People will doubt you. They will second guess and question you. They will rattle your cage. They will poke holes in your explanations. And if you are not solid you will fail.
And when you do, you feel like a small person who never has the “right” answer. This is what happens when you stop trusting yourself. This is what happens when you loose your sense of inner guidance. Feeling like you never know the right answer is awkward and uncomfortable.
When my discomfort grew so painful, I found ways to trust myself.
Determine Your Best Way For Dealing With The Awful
When you are going through a terrible experience – be it the end of a relationship that was once meaningful to you, a serious health problem or injury, a traumatizing experience, loss of a loved one – no matter what darkness has presented itself, it was there and it was terrible. Eventually, you find a way through this. Maybe you journal, paint, meditate, see a therapist, seek support from friends and family, whatever it is, you somehow move through and eventually past this misery.
Exercise: Call to memory or jot down a trying time in your life.
Realize How You Expanded
Once you have come out of this, you are a changed person. You are now someone who was given a choice – to deal with it head on or remain stuck and in denial forever.
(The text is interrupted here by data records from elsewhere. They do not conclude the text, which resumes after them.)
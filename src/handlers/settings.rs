use axum::{extract::State, Json};
use chrono::{DateTime, Utc};
use serde::{Deserialize, Serialize};
use utoipa::ToSchema;

use crate::{ApiResponse, ApiResult, AppState};

#[derive(Debug, Deserialize, ToSchema)]
#[serde(deny_unknown_fields)]
pub struct UpdateSettingsRequest {
    /// `H:MM AM/PM` wall-clock cutoff for same-day pauses.
    pub pause_cutoff_time: String,
}

#[derive(Debug, Serialize, ToSchema)]
pub struct SettingsResponse {
    pub pause_cutoff_time: String,
    pub updated_at: DateTime<Utc>,
}

/// Fetch the operational settings
pub async fn get_settings(State(state): State<AppState>) -> ApiResult<SettingsResponse> {
    let row = state.services.settings.get().await?;
    Ok(Json(ApiResponse::success(SettingsResponse {
        pause_cutoff_time: row.pause_cutoff_time,
        updated_at: row.updated_at,
    })))
}

/// Update the pause cutoff time
pub async fn update_settings(
    State(state): State<AppState>,
    Json(payload): Json<UpdateSettingsRequest>,
) -> ApiResult<SettingsResponse> {
    let row = state
        .services
        .settings
        .update_pause_cutoff(&payload.pause_cutoff_time)
        .await?;
    Ok(Json(ApiResponse::success(SettingsResponse {
        pause_cutoff_time: row.pause_cutoff_time,
        updated_at: row.updated_at,
    })))
}
use chrono::Utc;
use sea_orm::{ActiveModelTrait, EntityTrait, Set};
use std::sync::Arc;
use tracing::{info, instrument};

use crate::db::DbPool;
use crate::entities::setting::{self, Entity as SettingEntity};
use crate::errors::ServiceError;
use crate::events::{Event, EventSender};
use crate::models::CutoffTime;

/// The settings table holds exactly one row.
const SETTINGS_ROW_ID: i32 = 1;

/// Operational settings live in a mutable database row, not in process
/// config: admins change the cutoff without a redeploy, and lifecycle
/// operations read it fresh on every call.
#[derive(Clone)]
pub struct SettingsService {
    db_pool: Arc<DbPool>,
    event_sender: Option<Arc<EventSender>>,
    default_cutoff: String,
}

impl SettingsService {
    pub fn new(
        db_pool: Arc<DbPool>,
        event_sender: Option<Arc<EventSender>>,
        default_cutoff: String,
    ) -> Self {
        Self {
            db_pool,
            event_sender,
            default_cutoff,
        }
    }

    /// Fetches the settings row, seeding it from the configured default on
    /// first access.
    pub async fn get(&self) -> Result<setting::Model, ServiceError> {
        let db = &*self.db_pool;

        if let Some(row) = SettingEntity::find_by_id(SETTINGS_ROW_ID).one(db).await? {
            return Ok(row);
        }

        let seeded = setting::ActiveModel {
            id: Set(SETTINGS_ROW_ID),
            pause_cutoff_time: Set(self.default_cutoff.clone()),
            updated_at: Set(Utc::now()),
        };
        let row = seeded.insert(db).await?;
        info!(cutoff = %row.pause_cutoff_time, "Seeded settings row with default cutoff");
        Ok(row)
    }

    /// The currently configured pause cutoff, parsed and ready to compare.
    pub async fn pause_cutoff(&self) -> Result<CutoffTime, ServiceError> {
        let row = self.get().await?;
        CutoffTime::parse(&row.pause_cutoff_time)
    }

    #[instrument(skip(self))]
    pub async fn update_pause_cutoff(&self, raw: &str) -> Result<setting::Model, ServiceError> {
        // Reject malformed values before they reach the row.
        CutoffTime::parse(raw)?;

        let current = self.get().await?;
        let mut active: setting::ActiveModel = current.into();
        active.pause_cutoff_time = Set(raw.trim().to_string());
        active.updated_at = Set(Utc::now());
        let updated = active.update(&*self.db_pool).await?;

        info!(cutoff = %updated.pause_cutoff_time, "Pause cutoff updated");

        if let Some(event_sender) = &self.event_sender {
            if let Err(e) = event_sender.send(Event::SettingsUpdated).await {
                tracing::warn!(error = %e, "Failed to send settings updated event");
            }
        }

        Ok(updated)
    }
}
You got through it and have healed. You learned something powerful about yourself – that you are able to rise to a rough occasion, and are now a changed person because of this experience.
Take a moment to be insightful, your future trusting self will appreciate you. It will not be the last time something challenging presents itself to you, however, when that moment comes, you now have the benefit of your previous triumph to remember. Recognizing that you prevailed in the past will boost your self-trust.
Exercise: Reflect on what you did to conquer that occurrence.
Next Time, Prepare
When I told a boss I was leaving, I practiced what I would say in the mirror that morning. When I ended a meaningful relationship, I scripted out what I would express before our conversation using the DEARMAN dialectical behavior therapy tool. When I couldn’t decide with whom to spend a holiday, I declared I would make my decision the following day, pausing the situation. I was torn – I wanted to see my boyfriend yet I had already committed to being with my family. I am a serial mind-changer; I determine better options all the time!
Exercise: Practice pressing pause before reacting.
Do What Makes You Love Yourself
In the previous holiday example, I decided to take a breather until the following day, when I elected to keep the plan as it originally was and spend the holiday with my family. I felt proud, like I choose with integrity. If you feel great about it, then it was the right decision. It does not matter what you select, what matters the most is how YOU feel about your resolution.
When you act with integrity, and trust and love yourself, you will always know and do the “right” thing.